_Collection entries:_
use crate::application::settlement::{SettlementEngine, SettlementReceipt};
use crate::domain::ids::OrderId;
use crate::error::{Result, WalletError};
use rust_decimal::Decimal;
use serde::Deserialize;
use serde_json::Value;
use std::sync::Arc;
use tracing::{debug, warn};

/// What a scanner station read off a QR code.
///
/// Only `order_id` drives settlement. `claimed_amount` and `student_name` are whatever
/// the code was printed with and are kept for display and logging.
#[derive(Debug, Clone, PartialEq)]
pub struct ScanTicket {
    pub order_id: OrderId,
    pub claimed_amount: Option<Decimal>,
    pub student_name: Option<String>,
}

#[derive(Deserialize)]
#[serde(rename_all = "camelCase")]
struct QrPayload {
    order_id: Value,
    #[serde(default)]
    amount: Option<Value>,
    #[serde(default)]
    student_name: Option<Value>,
}

impl ScanTicket {
    /// Decodes a raw payload: either the JSON object printed on order QR codes
    /// (`{"orderId": ..., "amount": ..., "studentName": ...}`) or a bare order id.
    pub fn decode(raw: &str) -> Result<Self> {
        let raw = raw.trim();
        if raw.starts_with('{') {
            let payload: QrPayload = serde_json::from_str(raw)
                .map_err(|e| WalletError::MalformedPayload(format!("unreadable QR JSON: {e}")))?;
            let order_id = match &payload.order_id {
                Value::String(id) => parse_order_id(id)?,
                Value::Number(n) => parse_order_id(&n.to_string())?,
                other => {
                    return Err(WalletError::MalformedPayload(format!(
                        "orderId must be a string, got {other}"
                    )));
                }
            };
            Ok(Self {
                order_id,
                claimed_amount: payload.amount.as_ref().and_then(advisory_amount),
                student_name: payload
                    .student_name
                    .and_then(|name| name.as_str().map(str::to_string)),
            })
        } else {
            Ok(Self {
                order_id: parse_order_id(raw)?,
                claimed_amount: None,
                student_name: None,
            })
        }
    }
}

fn parse_order_id(raw: &str) -> Result<OrderId> {
    OrderId::parse(raw).map_err(|e| WalletError::MalformedPayload(e.to_string()))
}

// Advisory only, so anything unparsable is just dropped.
fn advisory_amount(value: &Value) -> Option<Decimal> {
    match value {
        Value::String(s) => s.trim().parse().ok(),
        Value::Number(n) => n.to_string().parse().ok(),
        _ => None,
    }
}

/// Turns scanner payloads into settlements.
#[derive(Clone)]
pub struct ScanIngest {
    engine: Arc<SettlementEngine>,
}

impl ScanIngest {
    pub fn new(engine: Arc<SettlementEngine>) -> Self {
        Self { engine }
    }

    /// Decodes `raw` and settles the referenced order, returning the engine's result
    /// unchanged. Malformed payloads never reach the engine.
    pub async fn ingest(&self, raw: &str) -> Result<SettlementReceipt> {
        let ticket = ScanTicket::decode(raw)?;
        self.settle_ticket(&ticket).await
    }

    pub async fn settle_ticket(&self, ticket: &ScanTicket) -> Result<SettlementReceipt> {
        debug!(order = %ticket.order_id, student = ?ticket.student_name, "scan decoded");

        let receipt = self.engine.settle(&ticket.order_id).await?;
        if let Some(claimed) = ticket.claimed_amount {
            if claimed != receipt.debited.to_decimal() {
                warn!(
                    order = %receipt.order_id,
                    %claimed,
                    charged = %receipt.debited,
                    "QR code amount differs from the stored order total; stored total was charged"
                );
            }
        }
        Ok(receipt)
    }
}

_Work instructions:_ Copy all the records exactly so that no character differs from the source.

_Result of this task:_
use crate::application::settlement::{SettlementEngine, SettlementReceipt};
use crate::domain::ids::OrderId;
use crate::error::{Result, WalletError};
use rust_decimal::Decimal;
use serde::Deserialize;
use serde_json::Value;
use std::sync::Arc;
use tracing::{debug, warn};

/// What a scanner station read off a QR code.
///
/// Only `order_id` drives settlement. `claimed_amount` and `student_name` are whatever
/// the code was printed with and are kept for display and logging.
#[derive(Debug, Clone, PartialEq)]
pub struct ScanTicket {
    pub order_id: OrderId,
    pub claimed_amount: Option<Decimal>,
    pub student_name: Option<String>,
}

#[derive(Deserialize)]
#[serde(rename_all = "camelCase")]
struct QrPayload {
    order_id: Value,
    #[serde(default)]
    amount: Option<Value>,
    #[serde(default)]
    student_name: Option<Value>,
}

impl ScanTicket {
    /// Decodes a raw payload: either the JSON object printed on order QR codes
    /// (`{"orderId": ..., "amount": ..., "studentName": ...}`) or a bare order id.
    pub fn decode(raw: &str) -> Result<Self> {
        let raw = raw.trim();
        if raw.starts_with('{') {
            let payload: QrPayload = serde_json::from_str(raw)
                .map_err(|e| WalletError::MalformedPayload(format!("unreadable QR JSON: {e}")))?;
            let order_id = match &payload.order_id {
                Value::String(id) => parse_order_id(id)?,
                Value::Number(n) => parse_order_id(&n.to_string())?,
                other => {
                    return Err(WalletError::MalformedPayload(format!(
                        "orderId must be a string, got {other}"
                    )));
                }
            };
            Ok(Self {
                order_id,
                claimed_amount: payload.amount.as_ref().and_then(advisory_amount),
                student_name: payload
                    .student_name
                    .and_then(|name| name.as_str().map(str::to_string)),
            })
        } else {
            Ok(Self {
                order_id: parse_order_id(raw)?,
                claimed_amount: None,
                student_name: None,
            })
        }
    }
}

fn parse_order_id(raw: &str) -> Result<OrderId> {
    OrderId::parse(raw).map_err(|e| WalletError::MalformedPayload(e.to_string()))
}

// Advisory only, so anything unparsable is just dropped.
fn advisory_amount(value: &Value) -> Option<Decimal> {
    match value {
        Value::String(s) => s.trim().parse().ok(),
        Value::Number(n) => n.to_string().parse().ok(),
        _ => None,
    }
}

/// Turns scanner payloads into settlements.
#[derive(Clone)]
pub struct ScanIngest {
    engine: Arc<SettlementEngine>,
}

impl ScanIngest {
    pub fn new(engine: Arc<SettlementEngine>) -> Self {
        Self { engine }
    }

    /// Decodes `raw` and settles the referenced order, returning the engine's result
    /// unchanged. Malformed payloads never reach the engine.
    pub async fn ingest(&self, raw: &str) -> Result<SettlementReceipt> {
        let ticket = ScanTicket::decode(raw)?;
        self.settle_ticket(&ticket).await
    }

    pub async fn settle_ticket(&self, ticket: &ScanTicket) -> Result<SettlementReceipt> {
        debug!(order = %ticket.order_id, student = ?ticket.student_name, "scan decoded");

        let receipt = self.engine.settle(&ticket.order_id).await?;
        if let Some(claimed) = ticket.claimed_amount {
            if claimed != receipt.debited.to_decimal() {
                warn!(
                    order = %receipt.order_id,
                    %claimed,
                    charged = %receipt.debited,
                    "QR code amount differs from the stored order total; stored total was charged"
                );
            }
        }
        Ok(receipt)
    }
}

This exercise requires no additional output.